In 2005, he renewed recent criticisms of BBC scheduling and commissioning policy, arguing that the reintroduction of a regular evening slot for one-off plays on BBC1 would provide the re-invigoration of drama output that has become a priority for the corporation.
Stephen Poliakoff lives in London and is married to fellow scriptwriter Sandy Welch, with whom he has two children. He was awarded a CBE in the Queen's Birthday Honours list 2007.
Glorious 39, starring Romola Garai, Bill Nighy and Julie Christie, premiered at the Toronto International Film Festival in September 2009 and was released in the UK that November.

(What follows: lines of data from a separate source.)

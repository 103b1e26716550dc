//! Registry of independent conversation threads
//!
//! Each thread owns its own [`History`] instance constructed from the
//! registry's configuration. Instances are handed out as shared handles,
//! so a caller may keep using a thread's history after it has been
//! deleted from the registry; the registry simply stops vending it.

use std::collections::HashMap;
use std::sync::{Arc, PoisonError, RwLock};

use tracing::debug;

use super::{History, HistoryConfig};

/// Maps thread identifiers to their conversation histories
///
/// Lookup-or-create is atomic: concurrent callers asking for the same
/// identifier always receive the same instance.
#[derive(Debug)]
pub struct ThreadRegistry {
    config: HistoryConfig,
    threads: RwLock<HashMap<String, Arc<History>>>,
}

impl Default for ThreadRegistry {
    fn default() -> Self {
        Self::new(HistoryConfig::default())
    }
}

impl ThreadRegistry {
    /// Create a registry whose threads inherit `config`
    pub fn new(config: HistoryConfig) -> Self {
        Self {
            config,
            threads: RwLock::new(HashMap::new()),
        }
    }

    /// Fetch the history for `thread_id`, creating it on first use
    pub fn get_thread(&self, thread_id: &str) -> Arc<History> {
        let mut threads = self
            .threads
            .write()
            .unwrap_or_else(PoisonError::into_inner);
        threads
            .entry(thread_id.to_string())
            .or_insert_with(|| {
                debug!(thread_id, "creating conversation thread");
                Arc::new(History::new(self.config.clone()))
            })
            .clone()
    }

    /// Remove a thread's history; returns whether it existed
    ///
    /// Outstanding handles to the removed history remain valid.
    pub fn delete_thread(&self, thread_id: &str) -> bool {
        let mut threads = self
            .threads
            .write()
            .unwrap_or_else(PoisonError::into_inner);
        threads.remove(thread_id).is_some()
    }

    /// Identifiers of all registered threads, in no particular order
    pub fn list_threads(&self) -> Vec<String> {
        let threads = self.threads.read().unwrap_or_else(PoisonError::into_inner);
        threads.keys().cloned().collect()
    }

    /// Number of registered threads
    pub fn len(&self) -> usize {
        let threads = self.threads.read().unwrap_or_else(PoisonError::into_inner);
        threads.len()
    }

    /// Whether no threads are registered
    pub fn is_empty(&self) -> bool {
        self.len() == 0
    }
}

In 2011, Poliakoff wrote a seven-minute short film, Astonish Me, to celebrate WWF's 50th anniversary. Starring Bill Nighy and Gemma Arterton, the film was shown in Odeon Cinemas in August 2011 and made available on the WWF website and YouTube.
In February and March 2013, Dancing on the Edge, a five-part series which followed the fortunes of a black jazz band in 1930s London, was broadcast by the BBC, and also later won a Golden Globe.
His brother, Sir Martyn Poliakoff, a research Chemist and lecturer, is a Fellow of the Royal Society, being, until November 2016, its Foreign Secretary and vice-president. He is also the presenter of a YouTube educational series on chemistry, The Periodic Table of Videos.